§ **TASK GOAL**
Output the data that follows exactly, line for line.

Dataset excerpts:
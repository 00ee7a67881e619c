//! JSON HTTP API.
//!
//! Exposes the fetch cache, the stored topics, and the ask pipeline to
//! browser or script clients. All handlers share one [`FetchCache`], so
//! concurrent `POST /fetch` calls for the same topic reach arXiv once.
//!
//! # Endpoints
//!
//! | Method | Path | Description |
//! |--------|------|-------------|
//! | `GET`  | `/health` | Health check (returns version) |
//! | `GET`  | `/topics` | All topics with document counts |
//! | `GET`  | `/topics/{name}/documents` | Documents of one topic |
//! | `POST` | `/fetch` | Fetch a comma-separated topic list through the cache |
//! | `POST` | `/ask` | Answer a question from a topic's documents |
//!
//! # Error Contract
//!
//! ```json
//! { "error": { "code": "bad_request", "message": "query must not be empty" } }
//! ```
//!
//! Error codes: `bad_request` (400), `provider_disabled` (400),
//! `not_found` (404), `internal` (500).

use axum::{
    extract::{Path, State},
    http::StatusCode,
    response::{IntoResponse, Response},
    routing::{get, post},
    Json, Router,
};
use serde::{Deserialize, Serialize};
use std::sync::Arc;
use tower_http::cors::{Any, CorsLayer};

use paperdesk_core::embedding::Embedder;
use paperdesk_core::generation::TextGenerator;
use paperdesk_core::models::{Document, Topic};
use paperdesk_core::store::Store;

use crate::ask::{answer, AskOptions, AskOutcome, AskRequest};
use crate::cache::{CacheStats, FetchCache};
use crate::config::Config;
use crate::embedding::create_embedder;
use crate::fetch::{
    arxiv_cache, check_count, fetch_interval, fetch_topics, split_topics, BatchReport,
    DEFAULT_COUNT,
};
use crate::generation::create_generator;
use crate::sqlite_store::SqliteStore;

/// Shared application state passed to all route handlers.
#[derive(Clone)]
pub struct AppState {
    pub config: Arc<Config>,
    pub store: Arc<dyn Store>,
    pub cache: Arc<FetchCache>,
    pub embedder: Arc<dyn Embedder>,
    pub generator: Arc<dyn TextGenerator>,
}

impl AppState {
    /// Production wiring: SQLite store, arXiv-backed cache, configured
    /// providers.
    pub async fn from_config(config: &Config) -> anyhow::Result<Self> {
        let store: Arc<dyn Store> = Arc::new(SqliteStore::connect(config).await?);
        let cache = arxiv_cache(config, store.clone())?;
        Ok(Self {
            config: Arc::new(config.clone()),
            store,
            cache: Arc::new(cache),
            embedder: create_embedder(&config.embedding)?,
            generator: create_generator(&config.generation)?,
        })
    }
}

/// Build the router with CORS open to every origin.
pub fn router(state: AppState) -> Router {
    let cors = CorsLayer::new()
        .allow_origin(Any)
        .allow_methods(Any)
        .allow_headers(Any);

    Router::new()
        .route("/health", get(handle_health))
        .route("/topics", get(handle_topics))
        .route("/topics/{name}/documents", get(handle_documents))
        .route("/fetch", post(handle_fetch))
        .route("/ask", post(handle_ask))
        .layer(cors)
        .with_state(state)
}

/// Start the HTTP server on `[server].bind` and run until the process exits.
pub async fn run_server(config: &Config) -> anyhow::Result<()> {
    let state = AppState::from_config(config).await?;
    let app = router(state);

    let listener = tokio::net::TcpListener::bind(&config.server.bind).await?;
    tracing::info!(bind = %config.server.bind, "server listening");
    println!("Paperdesk server listening on http://{}", config.server.bind);

    axum::serve(listener, app).await?;
    Ok(())
}

// ============ Error response ============

#[derive(Serialize)]
struct ErrorBody {
    error: ErrorDetail,
}

#[derive(Serialize)]
struct ErrorDetail {
    code: String,
    message: String,
}

struct AppError {
    status: StatusCode,
    code: &'static str,
    message: String,
}

impl IntoResponse for AppError {
    fn into_response(self) -> Response {
        let body = ErrorBody {
            error: ErrorDetail {
                code: self.code.to_string(),
                message: self.message,
            },
        };
        (self.status, Json(body)).into_response()
    }
}

fn bad_request(message: impl Into<String>) -> AppError {
    AppError {
        status: StatusCode::BAD_REQUEST,
        code: "bad_request",
        message: message.into(),
    }
}

fn not_found(message: impl Into<String>) -> AppError {
    AppError {
        status: StatusCode::NOT_FOUND,
        code: "not_found",
        message: message.into(),
    }
}

/// Map a pipeline error to a status. Validation and disabled-provider
/// errors are the caller's to fix; everything else is a 500.
fn classify_error(err: anyhow::Error) -> AppError {
    let message = format!("{:#}", err);
    if message.contains("disabled") {
        AppError {
            status: StatusCode::BAD_REQUEST,
            code: "provider_disabled",
            message,
        }
    } else if message.contains("must not be empty") {
        bad_request(message)
    } else {
        tracing::error!(error = %message, "request failed");
        AppError {
            status: StatusCode::INTERNAL_SERVER_ERROR,
            code: "internal",
            message,
        }
    }
}

// ============ GET /health ============

#[derive(Serialize)]
struct HealthResponse {
    status: &'static str,
    version: &'static str,
    cache: CacheStats,
}

async fn handle_health(State(state): State<AppState>) -> Json<HealthResponse> {
    Json(HealthResponse {
        status: "ok",
        version: env!("CARGO_PKG_VERSION"),
        cache: state.cache.stats(),
    })
}

// ============ GET /topics ============

#[derive(Serialize)]
struct TopicsResponse {
    topics: Vec<Topic>,
}

async fn handle_topics(State(state): State<AppState>) -> Result<Json<TopicsResponse>, AppError> {
    let topics = state.store.list_topics().await.map_err(classify_error)?;
    Ok(Json(TopicsResponse { topics }))
}

// ============ GET /topics/{name}/documents ============

#[derive(Serialize)]
struct DocumentsResponse {
    topic: Topic,
    documents: Vec<Document>,
}

async fn handle_documents(
    State(state): State<AppState>,
    Path(name): Path<String>,
) -> Result<Json<DocumentsResponse>, AppError> {
    let topic = state
        .store
        .find_topic(&name)
        .await
        .map_err(classify_error)?
        .ok_or_else(|| not_found(format!("no topic matching: {}", name)))?;
    let documents = state
        .store
        .documents_by_topic(&topic.name)
        .await
        .map_err(classify_error)?;
    Ok(Json(DocumentsResponse { topic, documents }))
}

// ============ POST /fetch ============

#[derive(Deserialize)]
struct FetchBody {
    /// Comma-separated topic list.
    topics: String,
    #[serde(default)]
    count: Option<usize>,
    #[serde(default)]
    force: bool,
}

async fn handle_fetch(
    State(state): State<AppState>,
    Json(body): Json<FetchBody>,
) -> Result<Json<BatchReport>, AppError> {
    let topics = split_topics(&body.topics);
    if topics.is_empty() {
        return Err(bad_request("topics must not be empty"));
    }
    let count = check_count(body.count.unwrap_or(DEFAULT_COUNT))
        .map_err(|e| bad_request(e.to_string()))?;
    let interval = fetch_interval(&state.config, body.force);

    Ok(Json(
        fetch_topics(&state.cache, &topics, count, interval).await,
    ))
}

// ============ POST /ask ============

#[derive(Deserialize)]
struct AskBody {
    query: String,
    topic: String,
    #[serde(default)]
    top_k: Option<usize>,
    #[serde(default)]
    model: Option<String>,
    #[serde(default)]
    max_length: Option<usize>,
    #[serde(default)]
    num_beams: Option<usize>,
}

async fn handle_ask(
    State(state): State<AppState>,
    Json(body): Json<AskBody>,
) -> Result<Json<AskOutcome>, AppError> {
    if body.query.trim().is_empty() {
        return Err(bad_request("query must not be empty"));
    }

    let request = AskRequest::from_config(
        &state.config,
        &body.query,
        &body.topic,
        AskOptions {
            top_k: body.top_k,
            model: body.model,
            max_length: body.max_length,
            num_beams: body.num_beams,
        },
    );

    let outcome = answer(
        state.store.as_ref(),
        state.embedder.as_ref(),
        state.generator.as_ref(),
        &request,
    )
    .await
    .map_err(classify_error)?;

    Ok(Json(outcome))
}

§ **TASK SOLUTION**
repository 00ee7a67881e619c
//! JSON HTTP API.
//!
//! Exposes the fetch cache, the stored topics, and the ask pipeline to
//! browser or script clients. All handlers share one [`FetchCache`], so
//! concurrent `POST /fetch` calls for the same topic reach arXiv once.
//!
//! # Endpoints
//!
//! | Method | Path | Description |
//! |--------|------|-------------|
//! | `GET`  | `/health` | Health check (returns version) |
//! | `GET`  | `/topics` | All topics with document counts |
//! | `GET`  | `/topics/{name}/documents` | Documents of one topic |
//! | `POST` | `/fetch` | Fetch a comma-separated topic list through the cache |
//! | `POST` | `/ask` | Answer a question from a topic's documents |
//!
//! # Error Contract
//!
//! ```json
//! { "error": { "code": "bad_request", "message": "query must not be empty" } }
//! ```
//!
//! Error codes: `bad_request` (400), `provider_disabled` (400),
//! `not_found` (404), `internal` (500).

use axum::{
    extract::{Path, State},
    http::StatusCode,
    response::{IntoResponse, Response},
    routing::{get, post},
    Json, Router,
};
use serde::{Deserialize, Serialize};
use std::sync::Arc;
use tower_http::cors::{Any, CorsLayer};

use paperdesk_core::embedding::Embedder;
use paperdesk_core::generation::TextGenerator;
use paperdesk_core::models::{Document, Topic};
use paperdesk_core::store::Store;

use crate::ask::{answer, AskOptions, AskOutcome, AskRequest};
use crate::cache::{CacheStats, FetchCache};
use crate::config::Config;
use crate::embedding::create_embedder;
use crate::fetch::{
    arxiv_cache, check_count, fetch_interval, fetch_topics, split_topics, BatchReport,
    DEFAULT_COUNT,
};
use crate::generation::create_generator;
use crate::sqlite_store::SqliteStore;

/// Shared application state passed to all route handlers.
#[derive(Clone)]
pub struct AppState {
    pub config: Arc<Config>,
    pub store: Arc<dyn Store>,
    pub cache: Arc<FetchCache>,
    pub embedder: Arc<dyn Embedder>,
    pub generator: Arc<dyn TextGenerator>,
}

impl AppState {
    /// Production wiring: SQLite store, arXiv-backed cache, configured
    /// providers.
    pub async fn from_config(config: &Config) -> anyhow::Result<Self> {
        let store: Arc<dyn Store> = Arc::new(SqliteStore::connect(config).await?);
        let cache = arxiv_cache(config, store.clone())?;
        Ok(Self {
            config: Arc::new(config.clone()),
            store,
            cache: Arc::new(cache),
            embedder: create_embedder(&config.embedding)?,
            generator: create_generator(&config.generation)?,
        })
    }
}

/// Build the router with CORS open to every origin.
pub fn router(state: AppState) -> Router {
    let cors = CorsLayer::new()
        .allow_origin(Any)
        .allow_methods(Any)
        .allow_headers(Any);

    Router::new()
        .route("/health", get(handle_health))
        .route("/topics", get(handle_topics))
        .route("/topics/{name}/documents", get(handle_documents))
        .route("/fetch", post(handle_fetch))
        .route("/ask", post(handle_ask))
        .layer(cors)
        .with_state(state)
}

/// Start the HTTP server on `[server].bind` and run until the process exits.
pub async fn run_server(config: &Config) -> anyhow::Result<()> {
    let state = AppState::from_config(config).await?;
    let app = router(state);

    let listener = tokio::net::TcpListener::bind(&config.server.bind).await?;
    tracing::info!(bind = %config.server.bind, "server listening");
    println!("Paperdesk server listening on http://{}", config.server.bind);

    axum::serve(listener, app).await?;
    Ok(())
}

// ============ Error response ============

#[derive(Serialize)]
struct ErrorBody {
    error: ErrorDetail,
}

#[derive(Serialize)]
struct ErrorDetail {
    code: String,
    message: String,
}

struct AppError {
    status: StatusCode,
    code: &'static str,
    message: String,
}

impl IntoResponse for AppError {
    fn into_response(self) -> Response {
        let body = ErrorBody {
            error: ErrorDetail {
                code: self.code.to_string(),
                message: self.message,
            },
        };
        (self.status, Json(body)).into_response()
    }
}

fn bad_request(message: impl Into<String>) -> AppError {
    AppError {
        status: StatusCode::BAD_REQUEST,
        code: "bad_request",
        message: message.into(),
    }
}

fn not_found(message: impl Into<String>) -> AppError {
    AppError {
        status: StatusCode::NOT_FOUND,
        code: "not_found",
        message: message.into(),
    }
}

/// Map a pipeline error to a status. Validation and disabled-provider
/// errors are the caller's to fix; everything else is a 500.
fn classify_error(err: anyhow::Error) -> AppError {
    let message = format!("{:#}", err);
    if message.contains("disabled") {
        AppError {
            status: StatusCode::BAD_REQUEST,
            code: "provider_disabled",
            message,
        }
    } else if message.contains("must not be empty") {
        bad_request(message)
    } else {
        tracing::error!(error = %message, "request failed");
        AppError {
            status: StatusCode::INTERNAL_SERVER_ERROR,
            code: "internal",
            message,
        }
    }
}

// ============ GET /health ============

#[derive(Serialize)]
struct HealthResponse {
    status: &'static str,
    version: &'static str,
    cache: CacheStats,
}

async fn handle_health(State(state): State<AppState>) -> Json<HealthResponse> {
    Json(HealthResponse {
        status: "ok",
        version: env!("CARGO_PKG_VERSION"),
        cache: state.cache.stats(),
    })
}

// ============ GET /topics ============

#[derive(Serialize)]
struct TopicsResponse {
    topics: Vec<Topic>,
}

async fn handle_topics(State(state): State<AppState>) -> Result<Json<TopicsResponse>, AppError> {
    let topics = state.store.list_topics().await.map_err(classify_error)?;
    Ok(Json(TopicsResponse { topics }))
}

// ============ GET /topics/{name}/documents ============

#[derive(Serialize)]
struct DocumentsResponse {
    topic: Topic,
    documents: Vec<Document>,
}

async fn handle_documents(
    State(state): State<AppState>,
    Path(name): Path<String>,
) -> Result<Json<DocumentsResponse>, AppError> {
    let topic = state
        .store
        .find_topic(&name)
        .await
        .map_err(classify_error)?
        .ok_or_else(|| not_found(format!("no topic matching: {}", name)))?;
    let documents = state
        .store
        .documents_by_topic(&topic.name)
        .await
        .map_err(classify_error)?;
    Ok(Json(DocumentsResponse { topic, documents }))
}

// ============ POST /fetch ============

#[derive(Deserialize)]
struct FetchBody {
    /// Comma-separated topic list.
    topics: String,
    #[serde(default)]
    count: Option<usize>,
    #[serde(default)]
    force: bool,
}

async fn handle_fetch(
    State(state): State<AppState>,
    Json(body): Json<FetchBody>,
) -> Result<Json<BatchReport>, AppError> {
    let topics = split_topics(&body.topics);
    if topics.is_empty() {
        return Err(bad_request("topics must not be empty"));
    }
    let count = check_count(body.count.unwrap_or(DEFAULT_COUNT))
        .map_err(|e| bad_request(e.to_string()))?;
    let interval = fetch_interval(&state.config, body.force);

    Ok(Json(
        fetch_topics(&state.cache, &topics, count, interval).await,
    ))
}

// ============ POST /ask ============

#[derive(Deserialize)]
struct AskBody {
    query: String,
    topic: String,
    #[serde(default)]
    top_k: Option<usize>,
    #[serde(default)]
    model: Option<String>,
    #[serde(default)]
    max_length: Option<usize>,
    #[serde(default)]
    num_beams: Option<usize>,
}

async fn handle_ask(
    State(state): State<AppState>,
    Json(body): Json<AskBody>,
) -> Result<Json<AskOutcome>, AppError> {
    if body.query.trim().is_empty() {
        return Err(bad_request("query must not be empty"));
    }

    let request = AskRequest::from_config(
        &state.config,
        &body.query,
        &body.topic,
        AskOptions {
            top_k: body.top_k,
            model: body.model,
            max_length: body.max_length,
            num_beams: body.num_beams,
        },
    );

    let outcome = answer(
        state.store.as_ref(),
        state.embedder.as_ref(),
        state.generator.as_ref(),
        &request,
    )
    .await
    .map_err(classify_error)?;

    Ok(Json(outcome))
}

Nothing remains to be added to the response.